What precautionary measures should I take if I have piles during pregnancy?
Piles, also known as hemorrhoids, are situated in the anal area. Inflating of piles leads to itching, pains, and general discomfort. They usually go away on their own but can be painful while present. The symptoms are not always apparent so people might fail to notice that they have piles.
Some common causes of piles are pregnancy, heavy weight lifting, and chronic constipation. Lumps from around the anus and the size differ from person to person depending on the magnitude of their condition. Often, they are just centimeters away from the opening of the anus. On the contrary, they can also be found on the outside of the anus.
Some of the common symptoms of piles are as follows:
• Lumps around or inside the anus.
• Feeling as though the bowel is full even after excreting.
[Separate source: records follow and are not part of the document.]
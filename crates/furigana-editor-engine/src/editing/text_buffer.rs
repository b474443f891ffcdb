use xi_rope::Rope;

use crate::convert::{ConvertOptions, Converter};
use crate::editing::EditError;
use crate::editing::global::reconvert_with_caret;
use crate::editing::paste::normalize_line_breaks;

/// Flat text with a caret, edited by the global re-conversion variant.
///
/// Readings live inline in the text (`食(た)べる`) and every confirmed line
/// break rewrites the whole buffer.
#[derive(Clone, Default)]
pub struct TextBuffer {
    /// Whole document as UTF-8; readings included
    buffer: Rope,
    /// Caret as a byte offset into `buffer`
    caret: usize,
    version: u64,
}

impl TextBuffer {
    pub fn new() -> Self {
        Self::default()
    }

    /// A buffer holding `text` with the caret at the end.
    pub fn from_text(text: &str) -> Self {
        Self {
            buffer: Rope::from(text),
            caret: text.len(),
            version: 0,
        }
    }

    pub fn text(&self) -> String {
        self.buffer.to_string()
    }

    pub fn len(&self) -> usize {
        self.buffer.len()
    }

    pub fn is_empty(&self) -> bool {
        self.buffer.len() == 0
    }

    pub fn caret(&self) -> usize {
        self.caret
    }

    pub fn version(&self) -> u64 {
        self.version
    }

    pub fn set_caret(&mut self, offset: usize) -> Result<(), EditError> {
        if !self.text().is_char_boundary(offset) {
            return Err(EditError::InvalidCaret {
                offset,
                len: self.len(),
            });
        }
        self.caret = offset;
        Ok(())
    }

    pub fn insert_text(&mut self, text: &str) {
        if text.is_empty() {
            return;
        }
        self.buffer.edit(self.caret..self.caret, text);
        self.caret += text.len();
        self.version += 1;
    }

    /// Clipboard text goes in verbatim, with line breaks normalized.
    pub fn paste(&mut self, text: &str) {
        self.insert_text(&normalize_line_breaks(text));
    }

    /// Removes the grapheme before the caret. Returns false at the start.
    pub fn delete_backward(&mut self) -> bool {
        let Some(prev) = self.buffer.prev_grapheme_offset(self.caret) else {
            return false;
        };
        self.buffer.edit(prev..self.caret, "");
        self.caret = prev;
        self.version += 1;
        true
    }

    pub fn move_left(&mut self) {
        if let Some(prev) = self.buffer.prev_grapheme_offset(self.caret) {
            self.caret = prev;
        }
    }

    pub fn move_right(&mut self) {
        if let Some(next) = self.buffer.next_grapheme_offset(self.caret) {
            self.caret = next;
        }
    }

    pub fn move_home(&mut self) {
        let text = self.text();
        self.caret = line_start(&text, self.caret);
    }

    pub fn move_end(&mut self) {
        let text = self.text();
        self.caret = line_end(&text, self.caret);
    }

    pub fn move_up(&mut self) {
        let text = self.text();
        let start = line_start(&text, self.caret);
        if start == 0 {
            return;
        }
        let column = text[start..self.caret].chars().count();
        let above = line_start(&text, start - 1);
        self.caret = offset_at_column(&text, above, start - 1, column);
    }

    pub fn move_down(&mut self) {
        let text = self.text();
        let end = line_end(&text, self.caret);
        if end == text.len() {
            return;
        }
        let column = text[line_start(&text, self.caret)..self.caret].chars().count();
        let below = end + 1;
        self.caret = offset_at_column(&text, below, line_end(&text, below), column);
    }

    /// Handles a confirmed line break by re-converting the whole buffer.
    ///
    /// Returns whether the caret could be restored. When the converter drops
    /// the caret sentinel the new text is still applied and the caret is only
    /// clamped into it.
    pub fn confirm_line_break(
        &mut self,
        converter: &dyn Converter,
        options: &ConvertOptions,
    ) -> Result<bool, EditError> {
        let result = reconvert_with_caret(converter, &self.text(), self.caret, options)?;

        let restored = result.caret.is_some();
        self.caret = match result.caret {
            Some(caret) => caret,
            None => floor_char_boundary(&result.text, self.caret),
        };
        self.buffer = Rope::from(result.text.as_str());
        self.version += 1;
        Ok(restored)
    }
}

impl std::fmt::Debug for TextBuffer {
    fn fmt(&self, f: &mut std::fmt::Formatter<'_>) -> std::fmt::Result {
        f.debug_struct("TextBuffer")
            .field("text", &self.text())
            .field("caret", &self.caret)
            .field("version", &self.version)
            .finish()
    }
}

fn line_start(text: &str, offset: usize) -> usize {
    text[..offset].rfind('\n').map(|i| i + 1).unwrap_or(0)
}

fn line_end(text: &str, offset: usize) -> usize {
    text[offset..]
        .find('\n')
        .map(|i| offset + i)
        .unwrap_or(text.len())
}

fn offset_at_column(text: &str, start: usize, end: usize, column: usize) -> usize {
    text[start..end]
        .char_indices()
        .nth(column)
        .map(|(i, _)| start + i)
        .unwrap_or(end)
}

fn floor_char_boundary(text: &str, offset: usize) -> usize {
    let mut offset = offset.min(text.len());
    while !text.is_char_boundary(offset) {
        offset -= 1;
    }
    offset
}

#[cfg(test)]
mod tests {
    use super::*;
    use crate::tests::{FailingConverter, ScriptedConverter, sample_converter};
    use pretty_assertions::assert_eq;

    #[test]
    fn typing_and_backspace() {
        let mut buffer = TextBuffer::new();
        buffer.insert_text("たべる");
        assert_eq!(buffer.caret(), "たべる".len());
        assert!(buffer.delete_backward());
        assert_eq!(buffer.text(), "たべ");

        buffer.set_caret(0).unwrap();
        assert!(!buffer.delete_backward());
        assert_eq!(buffer.version(), 2);
    }

    #[test]
    fn enter_reconverts_whole_buffer() {
        let mut buffer = TextBuffer::from_text("今日は");
        let restored = buffer
            .confirm_line_break(&sample_converter(), &ConvertOptions::default())
            .unwrap();
        assert!(restored);
        assert_eq!(buffer.text(), "今日(きょう)は\n");
        assert_eq!(buffer.caret(), buffer.len());

        buffer.insert_text("食べる");
        buffer
            .confirm_line_break(&sample_converter(), &ConvertOptions::default())
            .unwrap();
        assert_eq!(buffer.text(), "今日(きょう)は\n食(た)べる\n");
    }

    #[test]
    fn lost_sentinel_clamps_caret() {
        let mut buffer = TextBuffer::from_text("長い長いテキスト");
        let restored = buffer
            .confirm_line_break(&ScriptedConverter::new("短い"), &ConvertOptions::default())
            .unwrap();
        assert!(!restored);
        assert_eq!(buffer.text(), "短い");
        assert_eq!(buffer.caret(), "短い".len());
    }

    #[test]
    fn failed_conversion_keeps_buffer() {
        let mut buffer = TextBuffer::from_text("今日は");
        let result = buffer.confirm_line_break(&FailingConverter, &ConvertOptions::default());
        assert!(result.is_err());
        assert_eq!(buffer.text(), "今日は");
        assert_eq!(buffer.caret(), "今日は".len());
        assert_eq!(buffer.version(), 0);
    }

    #[test]
    fn paste_keeps_line_breaks_in_text() {
        let mut buffer = TextBuffer::new();
        buffer.paste("一\r\n二");
        assert_eq!(buffer.text(), "一\n二");
    }

    #[test]
    fn vertical_movement_keeps_column() {
        let mut buffer = TextBuffer::from_text("あいう\nか\nさしす");
        buffer.set_caret("あい".len()).unwrap();
        buffer.move_down();
        assert_eq!(buffer.caret(), "あいう\nか".len());
        buffer.move_down();
        assert_eq!(buffer.caret(), "あいう\nか\nさ".len());
        buffer.move_up();
        buffer.move_up();
        assert_eq!(buffer.caret(), "あ".len());
        buffer.move_end();
        assert_eq!(buffer.caret(), "あいう".len());
        buffer.move_home();
        assert_eq!(buffer.caret(), 0);
    }

    #[test]
    fn invalid_caret_is_rejected() {
        let mut buffer = TextBuffer::from_text("あ");
        assert!(buffer.set_caret(1).is_err());
        assert!(buffer.set_caret(4).is_err());
    }
}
• Redness around the anus.
• Experiencing pain or discomfort while passing stool.
• Discomfort while sitting down as if something is poking you.
Piles usually go away on their own and there can be of four types depending on the intensity. Grade 1 and 2 piles occur inside the anus whereas, grade 3 and 4 are located outside the anus and are typically called external piles. They become very painful if left untreated.
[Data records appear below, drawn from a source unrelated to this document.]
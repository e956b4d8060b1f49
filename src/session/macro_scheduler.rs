//! Periodic chat macros, one recurring timer per macro entry
//!
//! Timers live in a single `DelayQueue` owned by the scheduler. Cancelling an
//! entry removes its key from the queue, so a cancelled timer can never be
//! yielded afterwards. Definitions and timers are separate: `suspend` drops the
//! timers and the connection binding but keeps the definitions, `clear` drops
//! both.

use std::collections::HashMap;
use std::sync::Arc;
use std::task::{Context, Poll};
use std::time::Duration;
use thiserror::Error;
use tokio_util::time::{DelayQueue, delay_queue};
use tracing::{debug, info, warn};

use crate::game::GameConnection;

/// Shortest interval a macro may repeat at
pub const MIN_MACRO_INTERVAL: Duration = Duration::from_secs(1);

/// Longest interval a macro may repeat at, well inside the timer wheel's range
pub const MAX_MACRO_INTERVAL: Duration = Duration::from_secs(365 * 24 * 60 * 60);

#[derive(Debug, Clone, Error, PartialEq)]
pub enum MacroError {
    #[error("Invalid macro cooldown: {0} minutes")]
    InvalidCooldown(f64),

    #[error("Macro command must not be empty")]
    EmptyCommand,
}

/// Convert a cooldown in (possibly fractional) minutes to a timer interval
pub fn cooldown_interval(minutes: f64) -> Result<Duration, MacroError> {
    if !minutes.is_finite() || minutes <= 0.0 {
        return Err(MacroError::InvalidCooldown(minutes));
    }
    let interval = Duration::try_from_secs_f64(minutes * 60.0)
        .map_err(|_| MacroError::InvalidCooldown(minutes))?;
    if interval > MAX_MACRO_INTERVAL {
        return Err(MacroError::InvalidCooldown(minutes));
    }
    Ok(interval.max(MIN_MACRO_INTERVAL))
}

/// Public view of a registered macro
#[derive(Debug, Clone, PartialEq)]
pub struct MacroInfo {
    pub command: String,
    pub cooldown_minutes: f64,
}

#[derive(Debug)]
struct MacroEntry {
    id: u64,
    command: String,
    cooldown_minutes: f64,
    interval: Duration,
    timer: Option<delay_queue::Key>,
}

#[derive(Default)]
struct MacroSet {
    connection: Option<Arc<dyn GameConnection>>,
    entries: Vec<MacroEntry>,
}

#[derive(Debug, Clone)]
struct MacroTick {
    username: String,
    entry_id: u64,
}

/// A macro whose interval elapsed
pub struct MacroFire {
    pub username: String,
    pub command: String,
    pub connection: Arc<dyn GameConnection>,
}

pub struct MacroScheduler {
    sets: HashMap<String, MacroSet>,
    queue: DelayQueue<MacroTick>,
    next_id: u64,
}

impl MacroScheduler {
    pub fn new() -> Self {
        Self {
            sets: HashMap::new(),
            queue: DelayQueue::new(),
            next_id: 1,
        }
    }

    /// Register a macro and start its timer against `connection`
    ///
    /// `connection` is bound only when the alt has no bound connection yet.
    pub fn add(
        &mut self,
        username: &str,
        connection: Arc<dyn GameConnection>,
        command: impl Into<String>,
        cooldown_minutes: f64,
    ) -> Result<MacroInfo, MacroError> {
        let command = command.into();
        if command.trim().is_empty() {
            return Err(MacroError::EmptyCommand);
        }
        let interval = cooldown_interval(cooldown_minutes)?;

        // Suspended entries stay idle until the next `resume`; only the new one is armed
        let set = self.sets.entry(username.to_string()).or_default();
        if set.connection.is_none() {
            set.connection = Some(connection);
        }

        let id = self.next_id;
        self.next_id += 1;
        let key = self.queue.insert(
            MacroTick {
                username: username.to_string(),
                entry_id: id,
            },
            interval,
        );

        let set = self.sets.entry(username.to_string()).or_default();
        set.entries.push(MacroEntry {
            id,
            command: command.clone(),
            cooldown_minutes,
            interval,
            timer: Some(key),
        });

        info!(
            "Macro added for {}: '{}' every {:?}",
            username, command, interval
        );

        Ok(MacroInfo {
            command,
            cooldown_minutes,
        })
    }

    /// Bind `connection` and arm every suspended entry; returns how many were armed
    pub fn resume(&mut self, username: &str, connection: Arc<dyn GameConnection>) -> usize {
        let set = self.sets.entry(username.to_string()).or_default();
        set.connection = Some(connection);

        let mut armed = 0;
        for entry in set.entries.iter_mut().filter(|e| e.timer.is_none()) {
            entry.timer = Some(self.queue.insert(
                MacroTick {
                    username: username.to_string(),
                    entry_id: entry.id,
                },
                entry.interval,
            ));
            armed += 1;
        }

        if armed > 0 {
            info!("Resumed {} macros for {}", armed, username);
        }
        armed
    }

    /// Cancel every timer for `username` but keep the definitions
    pub fn suspend(&mut self, username: &str) -> usize {
        let Some(set) = self.sets.get_mut(username) else {
            return 0;
        };
        set.connection = None;

        let mut cancelled = 0;
        for entry in set.entries.iter_mut() {
            if let Some(key) = entry.timer.take() {
                self.queue.remove(&key);
                cancelled += 1;
            }
        }

        if set.entries.is_empty() {
            self.sets.remove(username);
        }
        if cancelled > 0 {
            debug!("Suspended {} macro timers for {}", cancelled, username);
        }
        cancelled
    }

    /// Cancel and forget every macro for `username`; returns how many were removed
    pub fn clear(&mut self, username: &str) -> usize {
        self.suspend(username);
        let removed = self
            .sets
            .remove(username)
            .map(|set| set.entries.len())
            .unwrap_or(0);
        if removed > 0 {
            info!("Cleared {} macros for {}", removed, username);
        }
        removed
    }

    /// Registered macros for `username`, in insertion order
    pub fn macros(&self, username: &str) -> Vec<MacroInfo> {
        self.sets
            .get(username)
            .map(|set| {
                set.entries
                    .iter()
                    .map(|entry| MacroInfo {
                        command: entry.command.clone(),
                        cooldown_minutes: entry.cooldown_minutes,
                    })
                    .collect()
            })
            .unwrap_or_default()
    }

    pub fn has_macros(&self, username: &str) -> bool {
        self.sets
            .get(username)
            .is_some_and(|set| !set.entries.is_empty())
    }

    /// Number of timers currently armed for `username`
    pub fn armed_count(&self, username: &str) -> usize {
        self.sets
            .get(username)
            .map(|set| set.entries.iter().filter(|e| e.timer.is_some()).count())
            .unwrap_or(0)
    }

    /// Total number of armed timers
    pub fn pending_timers(&self) -> usize {
        self.queue.len()
    }

    /// Yield the next macro whose interval elapsed and re-arm it
    pub fn poll_fire(&mut self, cx: &mut Context<'_>) -> Poll<MacroFire> {
        loop {
            let tick = match self.queue.poll_expired(cx) {
                Poll::Ready(Some(expired)) => expired.into_inner(),
                Poll::Ready(None) | Poll::Pending => return Poll::Pending,
            };

            let Some(set) = self.sets.get_mut(&tick.username) else {
                warn!("Expired macro tick without a macro set: {}", tick.username);
                continue;
            };
            let Some(connection) = set.connection.clone() else {
                warn!("Expired macro tick for unbound set: {}", tick.username);
                continue;
            };
            let Some(entry) = set.entries.iter_mut().find(|e| e.id == tick.entry_id) else {
                warn!("Expired macro tick for unknown entry of {}", tick.username);
                continue;
            };

            entry.timer = Some(self.queue.insert(tick.clone(), entry.interval));
            return Poll::Ready(MacroFire {
                username: tick.username,
                command: entry.command.clone(),
                connection,
            });
        }
    }
}

impl Default for MacroScheduler {
    fn default() -> Self {
        Self::new()
    }
}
Piles can also be heredity so if someone in your family like your parents has them, you’re more likely to develop them. However, there is no guarantee that you will have them just because a relative has it. The risk is merely greater.
Some obvious signs of piles are blood in stools, changes in bowel activity and colour of your stools. A visit to the doctor can confirm your suspicions about having this condition or rule out the possibility. A doctor will ask you multiple questions about your bowel movement. Piles can make people feel very uncomfortable because of the constant itching.
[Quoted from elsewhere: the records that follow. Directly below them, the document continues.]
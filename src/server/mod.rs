//! Observer transport module
//!
//! Serves the WebSocket endpoint observer consoles connect to.

pub mod websocket;

pub use websocket::ObserverServer;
Many precautions can be taken to ease the effect of piles during pregnancy.
Pregnant women are commonly advised against sitting for long periods because of the pressure on the veins in the anus. In fact, staying in any one position for a long time is not recommended. Alternate between different positions such as standing, walking and lying down. Sometimes your doctor may suggest you use a special pillow (doughnut-shaped) while sitting. Don’t restrict your body’s movement. Exercise and physical activity increase blood circulation.
Typically, health advisors recommend pregnant women to sleep on their sides as it also reduces pressure on the rectal area. Some women who are used to sleeping on their backs may find it hard to switch positions but after a few days, they will get used to it.
Apply any ointments prescribed by your doctor diligently. This can help soothe the pain even if it is not a temporary solution. Sometimes a warm bath does not only ease the itching but also calm you down. Do not use any ointments or ice packs without consulting a professional first.
Making a few changes in your diet can reduce constipation. These changes can include a high fiber diet like fruits, vegetables, and wholemeal food. Drinking an adequate amount of water and other liquids can also ease constipation. Avoid taking heavy meals.
Piles can be disheartening but one important thing to note is that they aren’t here forever. These lumps usually go away on their own after a woman gives birth. However, it is always best to meet with a professional if you believe that you have piles. They can determine the intensity and also recommend the best possible techniques to ease the pain.
• Piles are swellings found inside or outside the anus. They may disrupt your normal blood supply which causes pain. The symptom of piles is bleeding or mucus discharge after passing a stool.
• People may be uncomfortable when they sit in one position for too long. It is advised to switch positions from time to time. Caution must be taken to sleep on the side.
• Exercises and other physical activity increase blood circulation. Doctors not only suggest people consume more liquids but also to eat food which is high in fibre such as fruits and vegetables.
• Piles usually go away after childbirth. If you think your condition is serious, please visit a health care professional who can give you suitable advice on how to deal with the situation.